use serde::{Deserialize, Serialize};

use crate::QueueError;

/// The envelope consumed by the external worker: `{"keyword": "<string>"}`.
#[derive(Debug, Clone, PartialEq, Eq, Serialize, Deserialize)]
pub struct QueueMessage {
    pub keyword: String,
}

impl QueueMessage {
    #[must_use]
    pub fn new(keyword: impl Into<String>) -> Self {
        Self {
            keyword: keyword.into(),
        }
    }

    /// Encode the envelope as UTF-8 JSON.
    ///
    /// # Errors
    ///
    /// Returns [`QueueError::Json`] if serialisation fails.
    pub fn to_json(&self) -> Result<String, QueueError> {
        Ok(serde_json::to_string(self)?)
    }
}

#[cfg(test)]
mod tests {
    use super::*;

    #[test]
    fn quotes_and_backslashes_do_not_break_the_envelope() {
        let raw = r#"12" \ "pipe" wrench"#;
        let json = QueueMessage::new(raw).to_json().expect("encode");

        let decoded: serde_json::Value = serde_json::from_str(&json).expect("valid JSON");
        assert_eq!(decoded["keyword"], raw);
        assert_eq!(decoded.as_object().map(serde_json::Map::len), Some(1));
    }

    #[test]
    fn non_ascii_keywords_survive_encoding() {
        let json = QueueMessage::new("손난로").to_json().expect("encode");
        let decoded: QueueMessage = serde_json::from_str(&json).expect("decode");
        assert_eq!(decoded.keyword, "손난로");
    }
}
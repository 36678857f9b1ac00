//! Ranking snapshot entries and the derived per-category leaderboard.
//!
//! Keywords carry their category as a bracketed tag, e.g. `[Fashion] winter gloves`.
//! The tag format is shared with the external worker and is matched byte-exact.

use std::collections::HashMap;

use serde::{Deserialize, Serialize};

use crate::ValidationError;

/// Maximum number of entries in a per-category view.
pub const CATEGORY_VIEW_LIMIT: usize = 10;

/// One row of a ranking snapshot. Serialised as `{ "rank", "keyword", "searchRatio" }`.
#[derive(Debug, Clone, PartialEq, Eq, Serialize, Deserialize)]
#[serde(rename_all = "camelCase")]
pub struct RankingEntry {
    pub rank: i32,
    #[serde(default)]
    pub keyword: String,
    #[serde(default)]
    pub search_ratio: i64,
}

/// Check an incoming ranking batch before it replaces the stored snapshot.
///
/// Input order is kept as-is; rank contiguity is a read-time concern and is not
/// checked here.
///
/// # Errors
///
/// - [`ValidationError::EmptyRankingBatch`] for a `null` or empty batch.
/// - [`ValidationError::InvalidRank`] when an entry's rank is below 1.
/// - [`ValidationError::Negative`] when an entry's `searchRatio` is negative.
pub fn validate_ranking_batch(
    batch: Option<Vec<RankingEntry>>,
) -> Result<Vec<RankingEntry>, ValidationError> {
    let entries = batch
        .filter(|b| !b.is_empty())
        .ok_or(ValidationError::EmptyRankingBatch)?;

    for (index, entry) in entries.iter().enumerate() {
        if entry.rank < 1 {
            return Err(ValidationError::InvalidRank {
                index,
                rank: entry.rank,
            });
        }
        if entry.search_ratio < 0 {
            return Err(ValidationError::Negative {
                field: "searchRatio",
                value: entry.search_ratio,
            });
        }
    }

    Ok(entries)
}

/// Build the `"[Label]"` prefix for a category filter.
///
/// Returns `None` when the label is absent or blank, meaning "no filter".
#[must_use]
pub fn category_prefix(label: Option<&str>) -> Option<String> {
    label
        .map(str::trim)
        .filter(|l| !l.is_empty())
        .map(|l| format!("[{l}]"))
}

/// In-memory view over the current ranking snapshot.
///
/// Entries are held in ascending rank order, with an index from each
/// keyword's leading bracket tag to its positions. Per-category views are
/// recomputed from this on every read.
#[derive(Debug, Clone, Default)]
pub struct RankingSnapshot {
    entries: Vec<RankingEntry>,
    by_tag: HashMap<String, Vec<usize>>,
}

impl RankingSnapshot {
    #[must_use]
    pub fn new(mut entries: Vec<RankingEntry>) -> Self {
        // Stable: ties keep their stored order.
        entries.sort_by_key(|e| e.rank);

        let mut by_tag: HashMap<String, Vec<usize>> = HashMap::new();
        for (pos, entry) in entries.iter().enumerate() {
            if let Some(tag) = bracket_tag(&entry.keyword) {
                by_tag.entry(tag.to_owned()).or_default().push(pos);
            }
        }

        Self { entries, by_tag }
    }

    #[must_use]
    pub fn entries(&self) -> &[RankingEntry] {
        &self.entries
    }

    #[must_use]
    pub fn into_entries(self) -> Vec<RankingEntry> {
        self.entries
    }

    #[must_use]
    pub fn len(&self) -> usize {
        self.entries.len()
    }

    #[must_use]
    pub fn is_empty(&self) -> bool {
        self.entries.is_empty()
    }

    /// Per-category leaderboard for `label`.
    ///
    /// A blank or absent label yields the whole snapshot with its stored ranks.
    /// Otherwise keeps entries whose keyword starts with `"[" + trim(label) + "]"`
    /// (case-sensitive), takes the first [`CATEGORY_VIEW_LIMIT`] by original
    /// rank, and renumbers them 1..N.
    #[must_use]
    pub fn category_view(&self, label: Option<&str>) -> Vec<RankingEntry> {
        let Some(prefix) = category_prefix(label) else {
            return self.entries.clone();
        };

        let inner = &prefix[1..prefix.len() - 1];
        let matching: Vec<&RankingEntry> = if inner.contains(']') {
            // The tag index splits on the first `]`, so it cannot answer this prefix.
            self.entries
                .iter()
                .filter(|e| e.keyword.starts_with(&prefix))
                .collect()
        } else {
            self.by_tag
                .get(&prefix)
                .map(|positions| positions.iter().map(|&i| &self.entries[i]).collect())
                .unwrap_or_default()
        };

        (1..)
            .zip(matching.into_iter().take(CATEGORY_VIEW_LIMIT))
            .map(|(rank, entry)| RankingEntry {
                rank,
                keyword: entry.keyword.clone(),
                search_ratio: entry.search_ratio,
            })
            .collect()
    }
}

/// Leading `[...]` tag of a keyword, brackets included.
fn bracket_tag(keyword: &str) -> Option<&str> {
    if !keyword.starts_with('[') {
        return None;
    }
    keyword.find(']').map(|end| &keyword[..=end])
}
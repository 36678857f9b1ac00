//! Queue gateway: hands sourcing requests to the external research worker.
//!
//! The gateway serialises `{"keyword": ...}` and submits it to one configured
//! queue. Delivery to the worker is asynchronous and at-least-once; `enqueue`
//! returns as soon as the queue has accepted the message. Failures are
//! reported, never retried here.

mod error;
mod http;
mod message;
mod postgres;

use sourcing_core::{AppConfig, QueueBackend};
use sqlx::PgPool;

pub use error::QueueError;
pub use http::HttpQueue;
pub use message::QueueMessage;
pub use postgres::{ClaimedMessage, PgQueue};

/// The configured queue transport. Built once at startup.
#[derive(Debug, Clone)]
pub enum QueueGateway {
    Http(HttpQueue),
    Postgres(PgQueue),
}

impl QueueGateway {
    /// Builds the gateway selected by `config.queue_backend`.
    ///
    /// `pool` backs the Postgres transport and is ignored for HTTP.
    ///
    /// # Errors
    ///
    /// Returns [`QueueError::MissingEndpoint`] if the HTTP backend has no
    /// endpoint, or any error from [`HttpQueue::new`].
    pub fn from_config(config: &AppConfig, pool: &PgPool) -> Result<Self, QueueError> {
        match config.queue_backend {
            QueueBackend::Http => {
                let endpoint = config
                    .queue_endpoint
                    .as_deref()
                    .ok_or(QueueError::MissingEndpoint)?;
                let queue = HttpQueue::new(
                    endpoint,
                    config.queue_auth_token.as_deref(),
                    config.queue_timeout_secs,
                )?;
                Ok(Self::Http(queue))
            }
            QueueBackend::Postgres => Ok(Self::Postgres(PgQueue::new(
                pool.clone(),
                config.queue_name.clone(),
            ))),
        }
    }

    #[must_use]
    pub fn backend(&self) -> QueueBackend {
        match self {
            Self::Http(_) => QueueBackend::Http,
            Self::Postgres(_) => QueueBackend::Postgres,
        }
    }

    /// Submits one `{"keyword": keyword}` message.
    ///
    /// Callers are expected to trim the keyword first; it is sent as given.
    ///
    /// # Errors
    ///
    /// Returns [`QueueError::EmptyKeyword`] for a blank keyword, otherwise any
    /// transport or serialisation error from the selected backend.
    pub async fn enqueue(&self, keyword: &str) -> Result<(), QueueError> {
        if keyword.trim().is_empty() {
            return Err(QueueError::EmptyKeyword);
        }

        let message = QueueMessage::new(keyword);
        tracing::info!(keyword, backend = %self.backend(), "sending sourcing request to queue");

        let result = match self {
            Self::Http(queue) => queue.send(&message).await,
            Self::Postgres(queue) => queue.send(&message).await.map(|id| {
                tracing::debug!(message_id = id, queue = queue.queue_name(), "queued row");
            }),
        };

        match &result {
            Ok(()) => tracing::info!(keyword, "sourcing request queued"),
            Err(e) => tracing::error!(keyword, error = %e, "failed to queue sourcing request"),
        }
        result
    }
}
use sourcing_core::{RankingEntry, RankingSnapshot};
use sourcing_db::AnalysisRow;
use sqlx::PgPool;

use crate::ServiceError;

/// Serves the current ranking snapshot and its per-category views.
///
/// Nothing is cached: every call reads the stored snapshot and derives the
/// view from it.
#[derive(Debug, Clone)]
pub struct RankingQueryService {
    pool: PgPool,
}

impl RankingQueryService {
    #[must_use]
    pub fn new(pool: PgPool) -> Self {
        Self { pool }
    }

    /// Load the stored snapshot, ordered by rank.
    ///
    /// # Errors
    ///
    /// Returns [`ServiceError::Persistence`] if the read fails.
    pub async fn snapshot(&self) -> Result<RankingSnapshot, ServiceError> {
        let rows = sourcing_db::list_ranking(&self.pool).await?;
        Ok(RankingSnapshot::new(
            rows.into_iter().map(RankingEntry::from).collect(),
        ))
    }

    /// All snapshot rows in ascending rank order; empty when nothing is stored.
    ///
    /// # Errors
    ///
    /// Returns [`ServiceError::Persistence`] if the read fails.
    pub async fn get_ranking(&self) -> Result<Vec<RankingEntry>, ServiceError> {
        Ok(self.snapshot().await?.into_entries())
    }

    /// Top entries for one category, renumbered from 1.
    ///
    /// A missing or blank `label` returns the same result as [`Self::get_ranking`].
    ///
    /// # Errors
    ///
    /// Returns [`ServiceError::Persistence`] if the read fails.
    pub async fn get_ranking_by_category(
        &self,
        label: Option<&str>,
    ) -> Result<Vec<RankingEntry>, ServiceError> {
        Ok(self.snapshot().await?.category_view(label))
    }
}

/// Serves the analysis history.
#[derive(Debug, Clone)]
pub struct AnalysisQueryService {
    pool: PgPool,
}

impl AnalysisQueryService {
    #[must_use]
    pub fn new(pool: PgPool) -> Self {
        Self { pool }
    }

    /// Analysis records, most recent first. `limit = None` returns everything.
    ///
    /// # Errors
    ///
    /// Returns [`ServiceError::Persistence`] if the read fails.
    pub async fn find_all_analysis(
        &self,
        limit: Option<i64>,
    ) -> Result<Vec<AnalysisRow>, ServiceError> {
        Ok(sourcing_db::list_analyses(&self.pool, limit).await?)
    }
}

WHAT TO WORK ON >>
If a line in the records has the word "ascending", copy that line.

ANSWER SPACE >>
/// Entries are held in ascending rank order, with an index from each
    /// All snapshot rows in ascending rank order; empty when nothing is stored.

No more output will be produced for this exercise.